§ **Records to process**
use chrono::{DateTime, Utc};
use serde::{Deserialize, Serialize};

use crate::ids::{MessageId, SessionId};

/// Who authored a message.
#[derive(Clone, Copy, Debug, PartialEq, Eq, Hash, Serialize, Deserialize)]
#[serde(rename_all = "snake_case")]
pub enum MessageKind {
    User,
    Server,
}

impl MessageKind {
    pub fn as_str(&self) -> &'static str {
        match self {
            Self::User => "user",
            Self::Server => "server",
        }
    }
}

impl std::fmt::Display for MessageKind {
    fn fmt(&self, f: &mut std::fmt::Formatter<'_>) -> std::fmt::Result {
        f.write_str(self.as_str())
    }
}

impl std::str::FromStr for MessageKind {
    type Err = String;
    fn from_str(s: &str) -> Result<Self, Self::Err> {
        match s {
            "user" => Ok(Self::User),
            "server" => Ok(Self::Server),
            other => Err(format!("unknown message kind: {other}")),
        }
    }
}

/// A single chat message. Immutable once constructed; the history store
/// owns the persisted copy and in-flight delivery carries clones.
#[derive(Clone, Debug, PartialEq, Eq, Serialize, Deserialize)]
#[serde(rename_all = "camelCase")]
pub struct Message {
    #[serde(rename = "messageId")]
    id: MessageId,
    session_id: SessionId,
    content: String,
    #[serde(rename = "type")]
    kind: MessageKind,
    #[serde(deserialize_with = "crate::time::deserialize")]
    timestamp: DateTime<Utc>,
}

impl Message {
    pub fn new(session_id: SessionId, kind: MessageKind, content: impl Into<String>) -> Self {
        Self {
            id: MessageId::new(),
            session_id,
            content: content.into(),
            kind,
            timestamp: Utc::now(),
        }
    }

    pub fn user(session_id: SessionId, content: impl Into<String>) -> Self {
        Self::new(session_id, MessageKind::User, content)
    }

    pub fn server(session_id: SessionId, content: impl Into<String>) -> Self {
        Self::new(session_id, MessageKind::Server, content)
    }

    /// Rebuild a message read back from storage.
    pub fn from_parts(
        id: MessageId,
        session_id: SessionId,
        kind: MessageKind,
        content: String,
        timestamp: DateTime<Utc>,
    ) -> Self {
        Self {
            id,
            session_id,
            content,
            kind,
            timestamp,
        }
    }

    pub fn id(&self) -> &MessageId {
        &self.id
    }

    pub fn session_id(&self) -> &SessionId {
        &self.session_id
    }

    pub fn content(&self) -> &str {
        &self.content
    }

    pub fn kind(&self) -> MessageKind {
        self.kind
    }

    pub fn timestamp(&self) -> DateTime<Utc> {
        self.timestamp
    }

    pub fn is_user(&self) -> bool {
        self.kind == MessageKind::User
    }
}

#[cfg(test)]
mod tests {
    use super::*;

    #[test]
    fn user_and_server_constructors() {
        let sid = SessionId::new();
        let u = Message::user(sid.clone(), "hello");
        let s = Message::server(sid.clone(), "hi back");
        assert!(u.is_user());
        assert!(!s.is_user());
        assert_eq!(u.session_id(), &sid);
        assert_ne!(u.id(), s.id());
        assert!(u.timestamp() <= s.timestamp());
    }

    #[test]
    fn wire_field_names() {
        let msg = Message::user(SessionId::from_raw("s1"), "안녕하세요");
        let json = serde_json::to_value(&msg).unwrap();
        assert_eq!(json["sessionId"], "s1");
        assert_eq!(json["type"], "user");
        assert_eq!(json["content"], "안녕하세요");
        assert!(json["messageId"].as_str().unwrap().starts_with("msg_"));
        assert!(json.get("timestamp").is_some());
    }

    #[test]
    fn reads_offsetless_timestamps() {
        let raw = r#"{
            "messageId": "0f8fad5b-d9cb-469f-a165-70867728950e",
            "sessionId": "s1",
            "content": "hello",
            "type": "user",
            "timestamp": "2025-07-01T12:34:56.123456"
        }"#;
        let msg: Message = serde_json::from_str(raw).unwrap();
        assert_eq!(msg.id().as_str(), "0f8fad5b-d9cb-469f-a165-70867728950e");
        assert_eq!(msg.timestamp().to_rfc3339(), "2025-07-01T12:34:56.123456+00:00");
    }

    #[test]
    fn kind_parses_from_storage_strings() {
        assert_eq!("server".parse::<MessageKind>().unwrap(), MessageKind::Server);
        assert!("assistant".parse::<MessageKind>().is_err());
        assert_eq!(MessageKind::User.to_string(), "user");
    }
}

§ **What the exercise asks**
Among the lines above, find those with the string "hello" and copy them.

§ **Your response**
        let u = Message::user(sid.clone(), "hello");
            "content": "hello",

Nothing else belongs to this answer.